- Born: Lillian Riemer June 11, 1939 (age 86)
- Title: Distinguished Professor of Law Emeritus

Academic background
- Education: Smith College (BA) Stanford Law School (JD)

Academic work
- Institutions: University of Virginia School of Law Santa Clara University School of Law

= Lillian BeVier =

American legal scholar

Lillian Riemer BeVier (born June 11, 1939) is a professor of law at the University of Virginia School of Law. She was the first woman to become a full professor at the law school, and she holds the position of Distinguished Professor of Law Emeritus.

== Early life and education ==

BeVier earned a bachelor's degree from Smith College in 1961 and a Juris Doctor degree from Stanford Law School in 1965.

== Early career ==

BeVier began her career working on staff at Stanford University, and she also worked as a research associate for a Stanford Law School professor. She later practiced law at a firm in Palo Alto, California and worked as an assistant professor at Santa Clara University School of Law.

== Professorial career ==

BeVier joined the University of Virginia law faculty in 1973. She has taught constitutional law (with special emphasis on First Amendment issues), intellectual property (trademark, copyright), real property, and torts. She was the first woman to become a full professor at the Law School. In May 2010, BeVier retired after 40 years as a law professor, 37 of which were spent at the University of Virginia.

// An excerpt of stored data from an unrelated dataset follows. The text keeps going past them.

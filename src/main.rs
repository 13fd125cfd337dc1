// otto-rs: Guided git release assistant
//
// SPDX-FileCopyrightText: 2026 Romeo Ahmed
// SPDX-License-Identifier: GPL-3.0-or-later

//! Entry point.
//!
//! ```text
//! cli::parse() --> Logging --> .env --> Config --> Session
//!   no command:  first-run setup --> banner --> update check --> menu
//!   settings:    settings menu
//!   other:       banner --> update check --> one flow
//! ```

use std::path::{Path, PathBuf};
use std::process::ExitCode;

use anyhow::Context;
use otto_rs::cli::global::GlobalOptions;
use otto_rs::cli::release::ReleaseArgs;
use otto_rs::cli::{self, Command};
use otto_rs::cmd::menu::run_menu;
use otto_rs::cmd::settings::{ensure_config, run_settings_command};
use otto_rs::cmd::updates::check_for_updates;
use otto_rs::cmd::{Flow, Outcome, Session, run_flow};
use otto_rs::config::Config;
use otto_rs::config::paths::resolve_settings_path;
use otto_rs::core::process::Shell;
use otto_rs::error::{Result, is_aborted};
use otto_rs::logging::{LogConfig, LogLevel, init_logging};
use otto_rs::prompt::TermPrompt;
use otto_rs::ui;

use mimalloc::MiMalloc;

#[global_allocator]
static GLOBAL: MiMalloc = MiMalloc;

/// Exit status after Ctrl-C at a prompt.
const ABORTED_EXIT: u8 = 130;

#[tokio::main]
async fn main() -> ExitCode {
    let cli = cli::parse();

    let log_config = build_log_config(&cli.global);
    let _log_guard = match init_logging(&log_config) {
        Ok(guard) => guard,
        Err(e) => {
            eprintln!("Failed to initialize logging: {e}");
            return ExitCode::FAILURE;
        }
    };

    match run(&cli).await {
        Ok(()) => ExitCode::SUCCESS,
        Err(e) if is_aborted(&e) => {
            ui::outro("👋 Bye!");
            ExitCode::from(ABORTED_EXIT)
        }
        Err(e) => {
            eprintln!("Error: {e:#}");
            ExitCode::FAILURE
        }
    }
}

fn build_log_config(global: &GlobalOptions) -> LogConfig {
    let console_level = global
        .log_level
        .and_then(LogLevel::from_u8)
        .unwrap_or(LogLevel::WARN);

    let file_level = global
        .file_log_level
        .and_then(LogLevel::from_u8)
        .unwrap_or(LogLevel::DEBUG);

    LogConfig::builder()
        .with_console_level(console_level)
        .with_file_level(file_level)
        .maybe_with_log_file(global.log_file.as_ref().map(|p| p.display().to_string()))
        .build()
}

async fn run(cli: &cli::Cli) -> Result<()> {
    let cwd = working_dir(&cli.global)?;
    load_dotenv(&cwd);

    let settings_path = resolve_settings_path(cli.global.config.as_deref());
    let config = Config::load(settings_path.as_deref()).map_err(|e| {
        eprintln!("Failed to load config: {e:#}");
        e
    })?;
    tracing::debug!(?config, cwd = %cwd.display(), "starting");

    let mut prompt = TermPrompt::new();
    let mut session = Session::new(Shell::system(cwd), config, &mut prompt);

    let (flow, release) = match &cli.command {
        None => return run_interactive(&mut session).await,
        Some(Command::Settings) => return run_settings_command(&mut session),
        Some(Command::Release(args)) => (Flow::Release, args.clone()),
        Some(Command::Build) => (Flow::Build, ReleaseArgs::default()),
        Some(Command::Branch) => (Flow::Branch, ReleaseArgs::default()),
        Some(Command::Stash) => (Flow::Stash, ReleaseArgs::default()),
        Some(Command::Undo) => (Flow::Undo, ReleaseArgs::default()),
        Some(Command::Sync) => (Flow::Sync, ReleaseArgs::default()),
    };

    session.print_banner();
    if check_for_updates(&mut session)? == Outcome::Quit {
        return Ok(());
    }
    run_flow(&mut session, flow, &release).await
}

async fn run_interactive(session: &mut Session<'_>) -> Result<()> {
    if ensure_config(session)? == Outcome::Quit {
        return Ok(());
    }
    session.print_banner();
    if check_for_updates(session)? == Outcome::Quit {
        return Ok(());
    }
    run_menu(session).await
}

fn working_dir(global: &GlobalOptions) -> Result<PathBuf> {
    match &global.directory {
        Some(dir) => dir
            .canonicalize()
            .with_context(|| format!("cannot use directory {}", dir.display())),
        None => std::env::current_dir().context("cannot determine the current directory"),
    }
}

/// Load `.env` from the working directory; variables already set win.
fn load_dotenv(cwd: &Path) {
    match dotenvy::from_path(cwd.join(".env")) {
        Ok(()) => tracing::debug!("loaded .env"),
        Err(e) if e.not_found() => {}
        Err(e) => tracing::warn!(error = %e, "ignoring unreadable .env"),
    }
}
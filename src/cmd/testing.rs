// otto-rs: Guided git release assistant
//
// SPDX-FileCopyrightText: 2026 Romeo Ahmed
// SPDX-License-Identifier: GPL-3.0-or-later

//! Fakes shared by the flow tests.

use std::sync::{Arc, Mutex, PoisonError};

use futures_util::future::BoxFuture;

use super::Session;
use crate::config::Config;
use crate::core::process::fake::ScriptedRunner;
use crate::error::{NetworkError, OttoResult};
use crate::git::Git;
use crate::package::{Package, PackageManager};
use crate::prompt::script::ScriptedPrompt;
use crate::services::{CommitGenerator, CommitSuggestion, ReleaseEvent, TelemetrySink};

pub(crate) const IN_REPO: &str = "git rev-parse --is-inside-work-tree";

/// Generator returning a fixed suggestion, or failing when there is none.
#[derive(Debug, Clone, Default)]
pub(crate) struct FakeGenerator {
    suggestion: Option<CommitSuggestion>,
    pub(crate) diffs: Arc<Mutex<Vec<String>>>,
}

impl FakeGenerator {
    pub(crate) fn suggesting(msg: &str, desc: &str) -> Self {
        Self {
            suggestion: Some(CommitSuggestion {
                msg: msg.to_string(),
                desc: desc.to_string(),
            }),
            ..Self::default()
        }
    }

    pub(crate) fn failing() -> Self {
        Self::default()
    }
}

impl CommitGenerator for FakeGenerator {
    fn generate<'a>(&'a self, diff: &'a str) -> BoxFuture<'a, OttoResult<CommitSuggestion>> {
        self.diffs
            .lock()
            .unwrap_or_else(PoisonError::into_inner)
            .push(diff.to_string());
        let result: OttoResult<CommitSuggestion> = self
            .suggestion
            .clone()
            .ok_or_else(|| {
                NetworkError::HttpError {
                    status: 503,
                    url: "https://api.openai.com/v1/chat/completions".to_string(),
                }
                .into()
            });
        Box::pin(async move { result })
    }
}

/// Sink keeping every event it receives.
#[derive(Debug, Clone, Default)]
pub(crate) struct RecordingSink {
    pub(crate) events: Arc<Mutex<Vec<ReleaseEvent>>>,
}

impl RecordingSink {
    pub(crate) fn events(&self) -> Vec<ReleaseEvent> {
        self.events
            .lock()
            .unwrap_or_else(PoisonError::into_inner)
            .clone()
    }
}

impl TelemetrySink for RecordingSink {
    fn record<'a>(&'a self, event: &'a ReleaseEvent) -> BoxFuture<'a, ()> {
        self.events
            .lock()
            .unwrap_or_else(PoisonError::into_inner)
            .push(event.clone());
        Box::pin(async {})
    }
}

/// Runner that answers the repository probe with "true".
pub(crate) fn repo_runner() -> ScriptedRunner {
    let runner = ScriptedRunner::new();
    runner.ok(IN_REPO, "true");
    runner
}

/// Session over `runner` with npm and the given fakes.
pub(crate) fn session<'p>(
    runner: &ScriptedRunner,
    prompt: &'p mut ScriptedPrompt,
    generator: FakeGenerator,
    sink: RecordingSink,
) -> Session<'p> {
    let shell = runner.shell();
    Session {
        git: Git::new(shell.clone()),
        package: Package::new(shell, PackageManager::Npm),
        config: Config::default(),
        prompt,
        generator: Box::new(generator),
        telemetry: Box::new(sink),
    }
}

/// Session with a failing generator and a throwaway sink.
pub(crate) fn plain_session<'p>(
    runner: &ScriptedRunner,
    prompt: &'p mut ScriptedPrompt,
) -> Session<'p> {
    session(runner, prompt, FakeGenerator::failing(), RecordingSink::default())
}
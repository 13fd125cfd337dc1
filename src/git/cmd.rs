// otto-rs: Guided git release assistant
//
// SPDX-FileCopyrightText: 2026 Romeo Ahmed
// SPDX-License-Identifier: GPL-3.0-or-later

//! Git commands that change the repository or talk to the remote.
//!
//! ```text
//! cmd.rs --> Shell::git --> git (non-zero exit = GitError::CommandFailed)
//! ```

use super::types::{PushMode, ResetMode};
use super::{Git, REMOTE};
use crate::error::OttoResult;
use tracing::info;

impl Git {
    /// `git fetch` with the default remote configuration.
    ///
    /// # Errors
    ///
    /// Returns a `GitError` if the fetch fails.
    pub fn fetch_all(&self) -> OttoResult<()> {
        self.shell.git(&["fetch"]).map(drop)
    }

    /// `git fetch origin`.
    ///
    /// # Errors
    ///
    /// Returns a `GitError` if the fetch fails.
    pub fn fetch_remote(&self) -> OttoResult<()> {
        self.shell.git(&["fetch", REMOTE]).map(drop)
    }

    /// `git fetch origin <branch>`.
    ///
    /// # Errors
    ///
    /// Returns a `GitError` if the fetch fails.
    pub fn fetch_branch(&self, branch: &str) -> OttoResult<()> {
        self.shell.git(&["fetch", REMOTE, branch]).map(drop)
    }

    /// `git pull origin <branch>`.
    ///
    /// # Errors
    ///
    /// Returns a `GitError` if the pull fails (conflicts, diverged history).
    pub fn pull(&self, branch: &str) -> OttoResult<()> {
        info!(branch, "pulling");
        self.shell.git(&["pull", REMOTE, branch]).map(drop)
    }

    /// Point `branch` at `origin/<branch>` as its upstream.
    ///
    /// # Errors
    ///
    /// Returns a `GitError` if git rejects the upstream.
    pub fn set_upstream(&self, branch: &str) -> OttoResult<()> {
        let upstream = format!("--set-upstream-to={REMOTE}/{branch}");
        self.shell.git(&["branch", &upstream, branch]).map(drop)
    }

    /// `git checkout <target>`.
    ///
    /// # Errors
    ///
    /// Returns a `GitError` if the checkout fails.
    pub fn checkout(&self, target: &str) -> OttoResult<()> {
        self.shell.git(&["checkout", target]).map(drop)
    }

    /// `git checkout -b <name>`.
    ///
    /// # Errors
    ///
    /// Returns a `GitError` if the name is invalid or already exists.
    pub fn create_branch(&self, name: &str) -> OttoResult<()> {
        info!(branch = name, "creating branch");
        self.shell.git(&["checkout", "-b", name]).map(drop)
    }

    /// `git stash push [--include-untracked] -m <message>`.
    ///
    /// # Errors
    ///
    /// Returns a `GitError` if git cannot create the stash.
    pub fn stash_push(&self, message: &str, include_untracked: bool) -> OttoResult<()> {
        let mut args = vec!["stash", "push"];
        if include_untracked {
            args.push("--include-untracked");
        }
        args.extend(["-m", message]);
        self.shell.git(&args).map(drop)
    }

    /// `git stash pop [<reference>]`.
    ///
    /// # Errors
    ///
    /// Returns a `GitError` if the pop fails or conflicts.
    pub fn stash_pop(&self, reference: Option<&str>) -> OttoResult<()> {
        match reference {
            Some(reference) => self.shell.git(&["stash", "pop", reference]),
            None => self.shell.git(&["stash", "pop"]),
        }
        .map(drop)
    }

    /// `git add .`
    ///
    /// # Errors
    ///
    /// Returns a `GitError` if staging fails.
    pub fn stage_all(&self) -> OttoResult<()> {
        self.shell.git(&["add", "."]).map(drop)
    }

    /// `git commit -m <message>`.
    ///
    /// # Errors
    ///
    /// Returns a `GitError` if the commit fails (hooks, nothing staged).
    pub fn commit(&self, message: &str) -> OttoResult<()> {
        self.shell.git(&["commit", "-m", message]).map(drop)
    }

    /// `git push origin HEAD [--force] --tags`.
    ///
    /// # Errors
    ///
    /// Returns a `GitError` if the remote rejects the push.
    pub fn push_head(&self, mode: PushMode) -> OttoResult<()> {
        let mut args = vec!["push", REMOTE, "HEAD"];
        if mode == PushMode::Force {
            args.push("--force");
        }
        args.push("--tags");
        info!(?mode, "pushing");
        self.shell.git(&args).map(drop)
    }

    /// `git tag -d <tag>`.
    ///
    /// # Errors
    ///
    /// Returns a `GitError` if the tag does not exist.
    pub fn delete_tag(&self, tag: &str) -> OttoResult<()> {
        self.shell.git(&["tag", "-d", tag]).map(drop)
    }

    /// `git reset --<mode> <target>`.
    ///
    /// # Errors
    ///
    /// Returns a `GitError` if the target does not resolve.
    pub fn reset(&self, mode: ResetMode, target: &str) -> OttoResult<()> {
        info!(mode = mode.flag(), target, "resetting");
        self.shell.git(&["reset", mode.flag(), target]).map(drop)
    }
}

== Failed nomination to the Fourth Circuit ==

On October 22, 1991, President George Herbert Walker Bush nominated BeVier to the U.S. Court of Appeals for the Fourth Circuit. However, her nomination was never processed by the Democrat-controlled U.S. Senate Judiciary Committee, and was returned to Bush at the end of his presidency.

== Possible nomination to the U.S. Supreme Court ==

BeVier was mentioned as a potential replacement for Supreme Court Justice Sandra Day O'Connor. President George W. Bush ultimately selected Samuel Alito.